Abused and Resistant: Antibiotics in Rural and Urban Nigeria.

Author(s) Hamidu Oluyedun1.
Affiliation(s) 1Pharmaceutical Servicea, State Hospitlas Management Board, Ibadan, Nigeria.
Country - ies of focus Nigeria
Relevant to the conference tracks Infectious Diseases
Summary The development of effective and safe drugs to deal with bacterial infections has reduced morbidity and mortality from microbial disease. This study aimed at identifying specific cultural, demographic and institutional factors in rural and urban settings in Ibadan, Nigeria. The research showed that the rise of drug-resistant bacteria “superbugs” is mainly a consequence of the overuse, inappropriate use and misuse of antibiotics which occurs across geographical, economic and social boundaries in the two communities. Pharmaceutical care interventions are needed in the communities to safeguard the health of the populace against bacteria resistance.
Background The development of effective and safe drugs to deal with bacterial infections has reduced morbidity and mortality from microbial disease. Nevertheless, the emergence of drug-resistant organisms as a result of environmental flexibility and genetic adaptability has imposes serious constraints on the options available for the medical treatment of many bacterial infections. Bacteria can spread resistance in bacterial populations from person to person.
This is a world-wide problem, which is particularly serious in low-income countries where many of the affordable antibiotics have become powerless due to resistance, and also where the newer, broad-spectrum antibiotics are a financial burden for the poor who cannot afford good medical care and expensive new antibiotics. High numbers of patients, lack of time, small resources and lack of diagnostic laboratory test are all confounding factors in abuse of antibiotics. Disease-causing microbes that have become resistant to antibiotic drug therapy are an increasing public health problem. Bacteria and other microbes that cause infections are remarkably resilient and have developed several ways to resist antibiotics and other antimicrobial drugs
Objectives This study attempted to identify specific cultural, demographic and institutional factors in rural and urban setting in Ibadan, Nigeria that favor resistance to antibacterial drugs. This will help the public health workers and policy makers to safeguarding public health by putting in place strategic interventions.
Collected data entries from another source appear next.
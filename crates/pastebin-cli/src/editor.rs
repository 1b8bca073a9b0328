//! Interactive input
//!
//! Opens $EDITOR for paste content and prompts for short values.

use anyhow::{bail, Context, Result};
use std::env;
use std::fs;
use std::io::{self, Read, Write};
use std::process::Command;

use crossterm::event::{self, Event, KeyCode, KeyEvent, KeyEventKind, KeyModifiers};
use crossterm::terminal;

/// Open content in the user's preferred editor
///
/// Uses $EDITOR, $VISUAL, or falls back to common editors.
pub fn edit_text(initial_content: &str) -> Result<String> {
    let editor = find_editor()?;

    let temp_path = env::temp_dir().join(format!("paste_edit_{}.txt", std::process::id()));

    fs::write(&temp_path, initial_content)
        .with_context(|| format!("Failed to create temp file: {:?}", temp_path))?;

    let status = Command::new(&editor)
        .arg(&temp_path)
        .status()
        .with_context(|| format!("Failed to run editor: {}", editor))?;

    if !status.success() {
        let _ = fs::remove_file(&temp_path);
        bail!(
            "Editor '{}' exited with non-zero status. Check that your editor is configured correctly.",
            editor
        );
    }

    let content = fs::read_to_string(&temp_path)
        .with_context(|| format!("Failed to read edited file: {:?}", temp_path))?;

    let _ = fs::remove_file(&temp_path);

    Ok(content)
}

/// Read paste content when none was given on the command line
///
/// Piped stdin is read to the end; on a terminal the editor is opened.
pub fn read_content(initial_content: &str) -> Result<String> {
    if atty::is(atty::Stream::Stdin) {
        return edit_text(initial_content);
    }

    let mut content = String::new();
    io::stdin()
        .read_to_string(&mut content)
        .context("Failed to read content from stdin")?;
    Ok(content)
}

/// Find the user's preferred editor
fn find_editor() -> Result<String> {
    for var in ["EDITOR", "VISUAL"] {
        if let Ok(editor) = env::var(var) {
            if !editor.is_empty() {
                return Ok(editor);
            }
        }
    }

    let common_editors = ["nano", "vim", "vi", "emacs", "code", "notepad"];

    for editor in common_editors {
        if command_exists(editor) {
            return Ok(editor.to_string());
        }
    }

    bail!(
        "No editor found. Set $EDITOR environment variable.\n\
         Example: export EDITOR=nano"
    )
}

/// Check if a command exists in PATH
fn command_exists(cmd: &str) -> bool {
    Command::new("which")
        .arg(cmd)
        .output()
        .map(|o| o.status.success())
        .unwrap_or(false)
}

/// Prompt for confirmation
///
/// Returns true if user confirms, false otherwise.
/// In non-interactive mode (no TTY), returns false.
pub fn confirm(prompt: &str) -> Result<bool> {
    if !atty::is(atty::Stream::Stdin) {
        return Ok(false);
    }

    print!("{} [y/N] ", prompt);
    io::stdout().flush()?;

    let mut input = String::new();
    io::stdin().read_line(&mut input)?;

    let input = input.trim().to_lowercase();
    Ok(input == "y" || input == "yes")
}

/// Prompt for a single line
pub fn prompt(label: &str) -> Result<String> {
    print!("{}: ", label);
    io::stdout().flush()?;

    let mut input = String::new();
    io::stdin().read_line(&mut input)?;
    Ok(input.trim_end_matches(['\r', '\n']).to_string())
}

/// Prompt with a default value, returns None if user keeps default
pub fn prompt_with_default(label: &str, default: &str) -> Result<Option<String>> {
    let input = if default.is_empty() {
        prompt(label)?
    } else {
        prompt(&format!("{} [{}]", label, default))?
    };

    if input.trim().is_empty() {
        Ok(None)
    } else {
        Ok(Some(input))
    }
}

/// Outcome of one key press while reading a password
#[derive(Debug, Clone, Copy, PartialEq, Eq)]
enum PasswordKey {
    Continue,
    Submit,
    Cancel,
}

/// Apply a key press to the password buffer
fn apply_password_key(buffer: &mut String, key: KeyEvent) -> PasswordKey {
    if key.kind != KeyEventKind::Press {
        return PasswordKey::Continue;
    }

    match key.code {
        KeyCode::Enter => PasswordKey::Submit,
        KeyCode::Esc => PasswordKey::Cancel,
        KeyCode::Char('c') | KeyCode::Char('d')
            if key.modifiers.contains(KeyModifiers::CONTROL) =>
        {
            PasswordKey::Cancel
        }
        KeyCode::Backspace => {
            buffer.pop();
            PasswordKey::Continue
        }
        KeyCode::Char(c) => {
            buffer.push(c);
            PasswordKey::Continue
        }
        _ => PasswordKey::Continue,
    }
}

/// Leaves raw mode when dropped
struct RawModeGuard;

impl RawModeGuard {
    fn enable() -> Result<Self> {
        terminal::enable_raw_mode().context("Failed to switch terminal to raw mode")?;
        Ok(Self)
    }
}

impl Drop for RawModeGuard {
    fn drop(&mut self) {
        let _ = terminal::disable_raw_mode();
    }
}

/// Prompt for a password without echoing it
///
/// Requires a terminal. Scripts pass `--password-stdin` instead.
pub fn prompt_password(label: &str) -> Result<String> {
    if !atty::is(atty::Stream::Stdin) {
        bail!("No terminal to prompt for a password. Use --password-stdin.");
    }

    print!("{}: ", label);
    io::stdout().flush()?;

    let mut password = String::new();
    let outcome = {
        let _raw = RawModeGuard::enable()?;
        loop {
            if let Event::Key(key) = event::read().context("Failed to read key press")? {
                match apply_password_key(&mut password, key) {
                    PasswordKey::Continue => continue,
                    done => break done,
                }
            }
        }
    };
    println!();

    if outcome == PasswordKey::Cancel {
        bail!("Cancelled.");
    }
    Ok(password)
}

/// Read a password from the first line of stdin
pub fn password_from_stdin() -> Result<String> {
    let mut input = String::new();
    io::stdin()
        .read_line(&mut input)
        .context("Failed to read password from stdin")?;
    Ok(input.trim_end_matches(['\r', '\n']).to_string())
}

#[cfg(test)]
mod tests {
    use super::*;

    #[test]
    fn test_find_editor_with_env() {
        // Depends on the environment, so just verify it doesn't panic
        let _ = find_editor();
    }

    fn press(code: KeyCode) -> KeyEvent {
        KeyEvent::new(code, KeyModifiers::NONE)
    }

    #[test]
    fn test_password_keys() {
        let mut buffer = String::new();
        for c in "pa$s".chars() {
            assert_eq!(
                apply_password_key(&mut buffer, press(KeyCode::Char(c))),
                PasswordKey::Continue
            );
        }
        apply_password_key(&mut buffer, press(KeyCode::Backspace));
        assert_eq!(buffer, "pa$");

        assert_eq!(
            apply_password_key(&mut buffer, press(KeyCode::Enter)),
            PasswordKey::Submit
        );
        assert_eq!(
            apply_password_key(
                &mut buffer,
                KeyEvent::new(KeyCode::Char('c'), KeyModifiers::CONTROL)
            ),
            PasswordKey::Cancel
        );
        assert_eq!(buffer, "pa$");
    }

    #[test]
    fn test_password_ignores_key_release() {
        let mut buffer = String::new();
        let mut release = press(KeyCode::Char('x'));
        release.kind = KeyEventKind::Release;
        apply_password_key(&mut buffer, release);
        assert!(buffer.is_empty());
    }

    #[test]
    fn test_command_exists() {
        #[cfg(unix)]
        assert!(command_exists("ls"));

        assert!(!command_exists("definitely_not_a_real_command_12345"));
    }
}
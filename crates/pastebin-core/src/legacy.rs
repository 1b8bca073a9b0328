//! Legacy local paste exports
//!
//! Before pastes lived in a document store they were kept as a JSON array
//! under the `"pastes"` key of browser local storage, without owners. This
//! module reads such an export so its entries can be re-created under a
//! signed-in session.

use chrono::{DateTime, Utc};
use serde::Deserialize;

use crate::models::CreatePasteRequest;

/// One entry of a legacy export
///
/// The old client-generated `_id` is ignored; the store assigns new ids.
#[derive(Debug, Clone, Deserialize, PartialEq, Eq)]
#[serde(rename_all = "camelCase")]
pub struct LegacyPaste {
    #[serde(default)]
    pub title: String,
    #[serde(default)]
    pub content: String,
    /// Kept on import; missing timestamps become the import time
    #[serde(default)]
    pub created_at: Option<DateTime<Utc>>,
}

impl LegacyPaste {
    pub fn to_request(&self) -> CreatePasteRequest {
        CreatePasteRequest::new(self.title.clone(), self.content.clone())
    }
}

/// Parse a legacy export
///
/// Accepts either the bare array or an object holding it under `"pastes"`.
pub fn parse_export(json: &str) -> Result<Vec<LegacyPaste>, serde_json::Error> {
    #[derive(Deserialize)]
    #[serde(untagged)]
    enum Export {
        Array(Vec<LegacyPaste>),
        Slot { pastes: Vec<LegacyPaste> },
    }

    Ok(match serde_json::from_str::<Export>(json)? {
        Export::Array(pastes) => pastes,
        Export::Slot { pastes } => pastes,
    })
}

#[cfg(test)]
mod tests {
    use super::*;

    #[test]
    fn test_parse_bare_array() {
        let json = r#"[
            {"_id":"lx1","title":"Hello","content":"World","createdAt":"2024-03-01T12:00:00.000Z"},
            {"title":"No id","content":"still fine"}
        ]"#;
        let pastes = parse_export(json).unwrap();
        assert_eq!(pastes.len(), 2);
        assert_eq!(
            pastes[0].created_at.map(|t| t.to_rfc3339()).as_deref(),
            Some("2024-03-01T12:00:00+00:00")
        );
        assert!(pastes[1].created_at.is_none());
        assert_eq!(pastes[1].to_request().title, "No id");
    }

    #[test]
    fn test_parse_slot_object() {
        let json = r#"{"pastes":[{"_id":"a","title":"T","content":"C"}]}"#;
        let pastes = parse_export(json).unwrap();
        assert_eq!(pastes.len(), 1);
    }

    #[test]
    fn test_parse_rejects_garbage() {
        assert!(parse_export("{\"nope\": 1}").is_err());
        assert!(parse_export("not json").is_err());
    }
}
Methodology In Ibadan, Oyo Nigeria the study was carried out in two communities settings, one rural the other urban. The two settings were selected through stratified sampling method.  Through the multistage sampling method ten households were picked for six weeks recall on the use of antibiotics. A hospital was chosen within each setting.
The study was non-experimental and employed descriptive research design to describe data. Also, context and ethnographic analysis was used to analyze the data. The survey employed 10 in-depth interviews with policy makers, medical practitioners and community based pharmacists. Ten key-informant interviews were conducted for Patent Proprietary Vendor License holders (PPMVL holder), Head of Household and Hospitals staff. Four focus group discussion (FGDs) were held with 2 groups of nurses and two groups of PPMVL holders and ante-natal women. Ten Household recalls were undertaken in both the communities for six weeks.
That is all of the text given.